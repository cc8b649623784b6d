//! Status handler translating run notifications into published job reports.
//!
//! The handler is stateless: each notification is resolved, built and
//! published (or suppressed) independently, and failures propagate to the
//! caller, which owns acknowledgement and redelivery.

use std::sync::Arc;

use serde::{Deserialize, Serialize};
use thiserror::Error;
use tracing::{debug, instrument, warn};

use super::HandlerConfig;
use crate::job::{
    domain::{
        JobMessage, JobMessageBuilder, JobResult, LogReferenceError, PushIdentity, RouteError, Run,
        RunId, RunOutcomeError, TaskDefinition, TaskId, TaskStatus, resolve_outcome,
    },
    ports::{JobPublisher, PublishError},
};

/// Inbound status notification for one run of a task.
#[derive(Debug, Clone, PartialEq, Eq, Serialize, Deserialize)]
#[serde(rename_all = "camelCase")]
pub struct StatusNotification {
    /// Task status snapshot including every run so far.
    pub status: TaskStatus,
    /// Identifier of the run this notification is about.
    pub run_id: RunId,
}

impl StatusNotification {
    /// Creates a notification about `run_id` within `status`.
    #[must_use]
    pub const fn new(status: TaskStatus, run_id: RunId) -> Self {
        Self { status, run_id }
    }

    /// Returns the task identifier.
    #[must_use]
    pub const fn task_id(&self) -> &TaskId {
        self.status.task_id()
    }
}

/// What happened to a handled notification.
#[derive(Debug, Clone, PartialEq, Eq)]
pub enum HandleOutcome {
    /// A job message was published.
    Published {
        /// Routing key the message was addressed to.
        routing_key: String,
        /// The published message.
        job: Box<JobMessage>,
    },
    /// The run produces no job message.
    Suppressed,
}

/// Service-level errors for status handling.
#[derive(Debug, Error)]
pub enum HandlerError {
    /// The selected routing key could not be parsed.
    #[error(transparent)]
    Route(#[from] RouteError),

    /// The task carries no reportable routing key.
    #[error("task {task_id} has no route matching prefix '{prefix}'")]
    NoRoute {
        /// Task missing a route.
        task_id: TaskId,
        /// Configured routing-key prefix.
        prefix: String,
    },

    /// The notification references a run the status does not contain.
    #[error("task {task_id} has no run {run_id}")]
    UnknownRun {
        /// Task whose status was searched.
        task_id: TaskId,
        /// Requested run index.
        run_id: RunId,
    },

    /// The run's state and reason codes have no defined outcome.
    #[error(transparent)]
    MalformedRun(#[from] RunOutcomeError),

    /// The log reference could not be rendered.
    #[error(transparent)]
    Logs(#[from] LogReferenceError),

    /// The publisher failed.
    #[error(transparent)]
    Publish(#[from] PublishError),
}

/// Result type for status handling.
pub type HandlerResult<T> = Result<T, HandlerError>;

/// Orchestrates run resolution, message assembly and publication.
#[derive(Clone)]
pub struct StatusHandler<P>
where
    P: JobPublisher,
{
    publisher: Arc<P>,
    builder: JobMessageBuilder,
    config: HandlerConfig,
}

impl<P> StatusHandler<P>
where
    P: JobPublisher,
{
    /// Creates a handler from configuration.
    ///
    /// # Errors
    ///
    /// Returns [`LogReferenceError`] when the configured log URL template
    /// does not render.
    pub fn new(publisher: Arc<P>, config: &HandlerConfig) -> Result<Self, LogReferenceError> {
        let builder = JobMessageBuilder::new(config.log_resolver()?);
        Ok(Self {
            publisher,
            builder,
            config: config.clone(),
        })
    }

    /// Creates a handler with the default configuration.
    #[must_use]
    pub fn with_defaults(publisher: Arc<P>) -> Self {
        Self {
            publisher,
            builder: JobMessageBuilder::default(),
            config: HandlerConfig::default(),
        }
    }

    /// Handles a notification, deriving the push from the task's routes.
    ///
    /// The first route addressed to the configured prefix is parsed.
    ///
    /// # Errors
    ///
    /// Returns [`HandlerError::UnknownRun`] when the run is absent,
    /// [`HandlerError::NoRoute`] when no route matches the prefix,
    /// [`HandlerError::Route`] when that route is malformed, and any error
    /// from [`StatusHandler::handle_for_push`].
    #[instrument(
        level = "debug",
        skip(self, task, notification),
        fields(task_id = %notification.task_id(), run_id = %notification.run_id)
    )]
    pub async fn handle(
        &self,
        task: &TaskDefinition,
        notification: &StatusNotification,
    ) -> HandlerResult<HandleOutcome> {
        select_run(notification)?;
        let route = task
            .routes
            .iter()
            .find(|route| self.config.accepts_route(route))
            .ok_or_else(|| HandlerError::NoRoute {
                task_id: notification.task_id().clone(),
                prefix: self.config.route_prefix.clone(),
            })?;
        let push = PushIdentity::parse(route).inspect_err(|err| {
            warn!(%route, error = %err, "rejecting malformed routing key");
        })?;

        self.handle_for_push(&push, task, notification).await
    }

    /// Handles a notification for an already-parsed push.
    ///
    /// Suppressed runs return [`HandleOutcome::Suppressed`] without touching
    /// the publisher; otherwise the publisher is called exactly once.
    ///
    /// # Errors
    ///
    /// Returns [`HandlerError::UnknownRun`], [`HandlerError::MalformedRun`],
    /// [`HandlerError::Logs`] or [`HandlerError::Publish`].
    pub async fn handle_for_push(
        &self,
        push: &PushIdentity,
        task: &TaskDefinition,
        notification: &StatusNotification,
    ) -> HandlerResult<HandleOutcome> {
        let run = select_run(notification)?;
        let outcome = resolve_outcome(run).inspect_err(|err| {
            warn!(error = %err, "run has no defined job outcome");
        })?;

        let Some(job) = self
            .builder
            .build(push, task, &notification.status, run, outcome)?
        else {
            debug!(
                state = run.state().as_str(),
                reason_created = run.reason_created().as_str(),
                "suppressing job message"
            );
            return Ok(HandleOutcome::Suppressed);
        };

        let routing_key = push.routing_key();
        self.publisher.publish_job(push, &job).await?;
        debug!(
            %routing_key,
            state = job.state.as_str(),
            result = job.result.map(JobResult::as_str),
            "published job message"
        );

        Ok(HandleOutcome::Published {
            routing_key,
            job: Box::new(job),
        })
    }
}

fn select_run(notification: &StatusNotification) -> HandlerResult<&Run> {
    notification
        .status
        .run(notification.run_id)
        .ok_or_else(|| HandlerError::UnknownRun {
            task_id: notification.task_id().clone(),
            run_id: notification.run_id,
        })
}
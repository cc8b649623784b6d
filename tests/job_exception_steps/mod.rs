//! Step definitions for exception-run reporting scenarios.

pub mod given;
pub mod then;
pub mod when;
pub mod world;
use super::reader::ArchiveReader;
use anyhow::{Context, Result};
use async_trait::async_trait;
use std::fs;
use std::path::{Path, PathBuf};

/// Reads an export that has been extracted to a directory on disk.
///
/// Member names are paths relative to the root, so nested layouts like
/// `Takeout/Fitbit/Global Export Data/steps-2024-01-01.json` work as-is.
pub struct DirReader {
    root: PathBuf,
    members: Vec<String>,
}

impl DirReader {
    /// Scans `root` recursively and records every file as a member.
    pub fn new(root: impl Into<PathBuf>) -> Result<Self> {
        let root = root.into();
        let mut members = Vec::new();
        collect_members(&root, &root, &mut members)
            .with_context(|| format!("scanning export directory {}", root.display()))?;
        members.sort();
        Ok(Self { root, members })
    }
}

fn collect_members(root: &Path, dir: &Path, out: &mut Vec<String>) -> Result<()> {
    for entry in fs::read_dir(dir)? {
        let path = entry?.path();
        if path.is_dir() {
            collect_members(root, &path, out)?;
        } else if let Ok(rel) = path.strip_prefix(root) {
            out.push(rel.to_string_lossy().into_owned());
        }
    }
    Ok(())
}

#[async_trait]
impl ArchiveReader for DirReader {
    fn member_names(&self) -> Vec<String> {
        self.members.clone()
    }

    async fn read_text(&self, name: &str) -> Result<String> {
        let path = self.root.join(name);
        tokio::fs::read_to_string(&path)
            .await
            .with_context(|| format!("reading {}", path.display()))
    }
}
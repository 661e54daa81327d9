//! Catalog of step files in the export and the window-overlap selection.

use crate::error::StepsError;
use crate::pipeline::types::{SourceEntry, Window, parse_timestamp};
use tracing::debug;

/// Builds the sorted catalog from the export's member-name list.
///
/// Only members shaped like `steps-<date>.json` participate; everything
/// else in the export (other metrics, metadata files) is ignored.
pub fn build_catalog(member_names: &[String]) -> Vec<SourceEntry> {
    let mut entries: Vec<SourceEntry> = member_names
        .iter()
        .filter_map(|name| {
            let stem = member_stem(name)?;
            match parse_timestamp(stem) {
                Some(date) => Some(SourceEntry {
                    name: name.clone(),
                    date,
                }),
                None => {
                    debug!(name, "Skipping step file with unparseable date");
                    None
                }
            }
        })
        .collect();

    entries.sort_by(|a, b| a.date.cmp(&b.date).then_with(|| a.name.cmp(&b.name)));
    entries
}

fn member_stem(name: &str) -> Option<&str> {
    let rest = &name[name.rfind("steps-")? + "steps-".len()..];
    rest.strip_suffix(".json")
}

/// Selects the contiguous slice of entries overlapping the window.
///
/// Entries are dated at one representative instant, so the file just
/// before the window may hold trailing in-window records; the selection
/// over-reaches by one on each side and relies on the window filter for
/// exactness.
pub fn select<'a>(
    entries: &'a [SourceEntry],
    window: &Window,
) -> Result<&'a [SourceEntry], StepsError> {
    if entries.is_empty() {
        return Err(StepsError::EmptySourceSet);
    }

    let first_ge = entries.iter().position(|e| e.date >= window.start);
    let start_index = match first_ge {
        Some(0) => 0,
        None => entries.len() - 1,
        Some(i) => i - 1,
    };

    let first_gt = entries.iter().position(|e| e.date > window.end);
    let end_index = first_gt.unwrap_or(entries.len());

    Ok(&entries[start_index.min(end_index)..end_index])
}

#[cfg(test)]
mod tests {
    use super::*;
    use chrono::NaiveDateTime;

    fn ts(raw: &str) -> NaiveDateTime {
        parse_timestamp(raw).unwrap()
    }

    fn entries() -> Vec<SourceEntry> {
        build_catalog(&[
            "steps-2024-01-03.json".to_string(),
            "steps-2024-01-01.json".to_string(),
            "steps-2024-01-02.json".to_string(),
            "Takeout/Fitbit/heart_rate-2024-01-01.json".to_string(),
            "readme.txt".to_string(),
        ])
    }

    #[test]
    fn test_build_catalog_filters_and_sorts() {
        let catalog = entries();
        assert_eq!(catalog.len(), 3);
        assert_eq!(catalog[0].name, "steps-2024-01-01.json");
        assert_eq!(catalog[2].name, "steps-2024-01-03.json");
    }

    #[test]
    fn test_build_catalog_handles_nested_names() {
        let catalog = build_catalog(&[
            "Takeout/Fitbit/Global Export Data/steps-2024-05-06.json".to_string(),
        ]);
        assert_eq!(catalog.len(), 1);
        assert_eq!(catalog[0].date, ts("2024-05-06"));
    }

    #[test]
    fn test_select_mid_window_includes_preceding_file() {
        let catalog = entries();
        let window = Window::new(ts("2024-01-02T10:00"), ts("2024-01-02T12:00"));
        let selected = select(&catalog, &window).unwrap();
        // the Jan 2 file is dated at midnight, before the window start, but
        // carries the in-window records
        assert_eq!(selected.len(), 1);
        assert_eq!(selected[0].name, "steps-2024-01-02.json");
    }

    #[test]
    fn test_select_window_spanning_files() {
        let catalog = entries();
        let window = Window::new(ts("2024-01-01T23:50"), ts("2024-01-02T00:10"));
        let selected = select(&catalog, &window).unwrap();
        assert_eq!(selected.len(), 2);
        assert_eq!(selected[0].name, "steps-2024-01-01.json");
        assert_eq!(selected[1].name, "steps-2024-01-02.json");
    }

    #[test]
    fn test_select_window_at_first_entry() {
        let catalog = entries();
        let window = Window::new(ts("2024-01-01"), ts("2024-01-03"));
        let selected = select(&catalog, &window).unwrap();
        assert_eq!(selected.len(), 3);
    }

    #[test]
    fn test_select_window_after_all_entries_keeps_last_file() {
        let catalog = entries();
        let window = Window::new(ts("2024-02-01"), ts("2024-02-02"));
        let selected = select(&catalog, &window).unwrap();
        assert_eq!(selected.len(), 1);
        assert_eq!(selected[0].name, "steps-2024-01-03.json");
    }

    #[test]
    fn test_select_window_before_all_entries_is_empty() {
        let catalog = entries();
        let window = Window::new(ts("2023-12-01"), ts("2023-12-02"));
        let selected = select(&catalog, &window).unwrap();
        assert!(selected.is_empty());
    }

    #[test]
    fn test_select_empty_catalog_is_an_error() {
        let window = Window::new(ts("2024-01-01"), ts("2024-01-02"));
        let err = select(&[], &window).unwrap_err();
        assert!(matches!(err, StepsError::EmptySourceSet));
    }
}
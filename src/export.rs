//! Rendering and CSV export of the aggregated bucket grid.

use anyhow::Result;
use chrono::NaiveDateTime;
use csv::WriterBuilder;
use std::path::Path;
use tracing::debug;

use crate::pipeline::{BucketGrid, Window};

/// Formats a bucket key as `dd-mm-yyyy HH:MM`, zero-padded and 24-hour,
/// independent of the host locale.
pub fn format_label(key: &NaiveDateTime) -> String {
    key.format("%d-%m-%Y %H:%M").to_string()
}

/// Renders the grid as ordered (label, total) display rows.
pub fn render(grid: &BucketGrid) -> Vec<(String, i64)> {
    grid.iter()
        .map(|(key, total)| (format_label(key), *total))
        .collect()
}

/// Serializes the grid as a `DateTime,Steps` CSV blob, one row per bucket
/// in chronological order.
pub fn to_csv(grid: &BucketGrid) -> Result<String> {
    let mut writer = WriterBuilder::new().from_writer(Vec::new());

    writer.write_record(["DateTime", "Steps"])?;
    for (key, total) in grid.iter() {
        writer.write_record([format_label(key), total.to_string()])?;
    }

    let bytes = writer.into_inner()?;
    Ok(String::from_utf8(bytes)?)
}

/// Conventional export file name: `fitbit-<start>--<end>.csv` with
/// `dd-mm-yyyy` dates.
pub fn export_file_name(window: &Window) -> String {
    format!(
        "fitbit-{}--{}.csv",
        window.start.format("%d-%m-%Y"),
        window.end.format("%d-%m-%Y")
    )
}

/// Writes the CSV blob to disk.
pub fn write_csv(path: impl AsRef<Path>, grid: &BucketGrid) -> Result<()> {
    let path = path.as_ref();
    debug!(path = %path.display(), rows = grid.len(), "Writing CSV export");
    std::fs::write(path, to_csv(grid)?)?;
    Ok(())
}
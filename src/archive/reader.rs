use anyhow::Result;
use async_trait::async_trait;

/// Access to the members of an export bundle.
///
/// The pipeline only needs a member-name listing and text retrieval by
/// name; how the bundle is stored (extracted directory, zip, remote
/// object store) is the caller's concern.
#[async_trait]
pub trait ArchiveReader: Send + Sync {
    /// Names of all members in the bundle.
    fn member_names(&self) -> Vec<String>;

    /// Retrieves one member's content as text. Single attempt, no retry.
    async fn read_text(&self, name: &str) -> Result<String>;
}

Task description -
Go through the entries above and report every line in which the word "HandlerResult" appears.

Your response -
pub type HandlerResult<T> = Result<T, HandlerError>;
    ) -> HandlerResult<HandleOutcome> {
    ) -> HandlerResult<HandleOutcome> {
fn select_run(notification: &StatusNotification) -> HandlerResult<&Run> {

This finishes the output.